Hasil yang diperoleh menunjukkan bahwa prosedur pemanasan vitrification-

menghasilkan embrio yang mampu pengembangan lebih lanjut in vitro ke tahap
blastokista dan blastokista yang layak. Dalam embrio vitrifikasi, perubahan apoptosis
tidak mempengaruhi pembentukan blastosit. Padahal, di blastokista, prosedur vitrifikasi
menyebabkan perkembangan perubahan apoptosis dalam beberapa blastomer, namun hal
itu tidak mempengaruhi kelangsungan hidup blastokista secara keseluruhan. Meskipun
vitrifikasi tampaknya aman untuk embrio kucing dan blastokista, masih ada kebutuhan
untuk perbaikan lebih lanjut.
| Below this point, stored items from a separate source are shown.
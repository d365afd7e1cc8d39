// Copyright 2025 Amiable
// SPDX-License-Identifier: MIT

//! Note names, scales, and the scale classifier
//!
//! A [`Scale`] is a root-relative interval pattern; combined with a root
//! [`NoteName`] it yields a [`ScaleClassifier`] that decides whether a pitch
//! is the root, a member of the scale, or neither. The classifier drives pad
//! coloring.

use serde::{Deserialize, Serialize};

pub const MAX_NOTES: u8 = 12;

/// The twelve pitch classes
#[derive(Debug, Clone, Copy, PartialEq, Eq, Hash, Serialize, Deserialize)]
#[repr(u8)]
pub enum NoteName {
    C = 0,
    Cs = 1,
    D = 2,
    Ds = 3,
    E = 4,
    F = 5,
    Fs = 6,
    G = 7,
    Gs = 8,
    A = 9,
    As = 10,
    B = 11,
}

impl NoteName {
    pub const ALL: [NoteName; 12] = [
        NoteName::C,
        NoteName::Cs,
        NoteName::D,
        NoteName::Ds,
        NoteName::E,
        NoteName::F,
        NoteName::Fs,
        NoteName::G,
        NoteName::Gs,
        NoteName::A,
        NoteName::As,
        NoteName::B,
    ];

    /// Pitch-class offset in [0, 12)
    pub fn offset(self) -> u8 {
        self as u8
    }

    /// Note name for a pitch-class offset (wraps mod 12)
    pub fn from_offset(offset: u8) -> NoteName {
        Self::ALL[(offset % MAX_NOTES) as usize]
    }

    /// Display name with sharps
    pub fn as_str(self) -> &'static str {
        match self {
            NoteName::C => "C",
            NoteName::Cs => "C#",
            NoteName::D => "D",
            NoteName::Ds => "D#",
            NoteName::E => "E",
            NoteName::F => "F",
            NoteName::Fs => "F#",
            NoteName::G => "G",
            NoteName::Gs => "G#",
            NoteName::A => "A",
            NoteName::As => "A#",
            NoteName::B => "B",
        }
    }

    /// Parse a display name ("C#", "Bb" is not supported, sharps only)
    pub fn parse(name: &str) -> Option<NoteName> {
        Self::ALL.iter().copied().find(|n| n.as_str() == name)
    }
}

/// Name and octave of a MIDI note (C-2 is note 0, middle C is C3)
pub fn name_and_octave_from_note(note: u8) -> (NoteName, i8) {
    let name = NoteName::from_offset(note % MAX_NOTES);
    let octave = (note / MAX_NOTES) as i8 - 2;
    (name, octave)
}

/// Scale step sizes in semitones
#[derive(Debug, Clone, Copy, PartialEq, Eq)]
#[repr(u8)]
pub enum Step {
    Half = 1,
    Whole = 2,
    AugSecond = 3,
}

impl Step {
    pub fn semitones(self) -> u8 {
        self as u8
    }
}

use Step::{AugSecond, Half, Whole};

/// A scale as a root-relative interval pattern
///
/// The intervals must sum to one octave; [`Scale::to_classifier`] checks
/// this and panics on a malformed table entry.
#[derive(Debug, Clone, Copy, PartialEq, Eq)]
pub struct Scale {
    pub name: &'static str,
    intervals: &'static [Step],
}

/// All selectable scales, in menu order
pub const SCALES: &[Scale] = &[
    Scale { name: "Major", intervals: &[Whole, Whole, Half, Whole, Whole, Whole, Half] },
    Scale { name: "Minor", intervals: &[Whole, Half, Whole, Whole, Half, Whole, Whole] },
    Scale { name: "Dorian", intervals: &[Whole, Half, Whole, Whole, Whole, Half, Whole] },
    Scale { name: "Phrygian", intervals: &[Half, Whole, Whole, Whole, Half, Whole, Whole] },
    Scale { name: "Lydian", intervals: &[Whole, Whole, Whole, Half, Whole, Whole, Half] },
    Scale { name: "Mixolydian", intervals: &[Whole, Whole, Half, Whole, Whole, Half, Whole] },
    Scale { name: "Locrian", intervals: &[Half, Whole, Whole, Half, Whole, Whole, Whole] },
    Scale { name: "MajorPentatonic", intervals: &[Whole, Whole, AugSecond, Whole, AugSecond] },
    Scale { name: "MinorPentatonic", intervals: &[AugSecond, Whole, Whole, AugSecond, Whole] },
    Scale {
        name: "Blues",
        intervals: &[AugSecond, Whole, Half, Half, AugSecond, Whole],
    },
    Scale {
        name: "HarmonicMinor",
        intervals: &[Whole, Half, Whole, Whole, Half, AugSecond, Half],
    },
    Scale {
        name: "Chromatic",
        intervals: &[
            Half, Half, Half, Half, Half, Half, Half, Half, Half, Half, Half, Half,
        ],
    },
];

/// Look up a scale by name
pub fn find_scale(name: &str) -> Option<Scale> {
    SCALES.iter().copied().find(|s| s.name == name)
}

/// Index of a scale in [`SCALES`]
pub fn scale_index(scale: Scale) -> usize {
    SCALES
        .iter()
        .position(|s| s.name == scale.name)
        .expect("scale came from the static table")
}

impl Scale {
    /// Build the membership classifier for this scale rooted at `root`
    pub fn to_classifier(self, root: NoteName) -> ScaleClassifier {
        let total: u8 = self.intervals.iter().map(|s| s.semitones()).sum();
        assert_eq!(total, MAX_NOTES, "scale {} does not span one octave", self.name);
        let mut members = [false; 12];
        let mut offset = root.offset();
        for step in self.intervals {
            members[(offset % MAX_NOTES) as usize] = true;
            offset += step.semitones();
        }
        ScaleClassifier { root, members }
    }
}

/// Decides whether a note name is the scale root, a member, or neither
#[derive(Debug, Clone, Copy)]
pub struct ScaleClassifier {
    root: NoteName,
    members: [bool; 12],
}

impl ScaleClassifier {
    pub fn is_root(&self, name: NoteName) -> bool {
        self.root == name
    }

    pub fn is_member(&self, name: NoteName) -> bool {
        self.members[name.offset() as usize]
    }
}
Berbeda dengan pembekuan sperma, di mana jutaan
spermatozoa yang tersedia, masing-masing membawa potensi pemupukan yang sama,
embrio dan blastokista mengandung sejumlah sel masing-masing dengan fungsi biologis
yang berbeda. oleh karena itu, kerusakan beberapa sel dalam embrio dapat mempengaruhi
kelangsungan hidup secara keseluruhan, mengurangi hasil kriopreservasi, dan, yang
paling penting, mencegah perkembangan lebih lanjut dari embrio tersebut.

6.2 Saran

Berdasarkan uraian yang telah dijelaskan diatas diharapkan pembaca dapat

memahami benar apa itu apoptosis pada warming embrio. Sehingga nantinya pembaca
dapat menambah pendapatnya atau memperbaiki makalah jika perlu.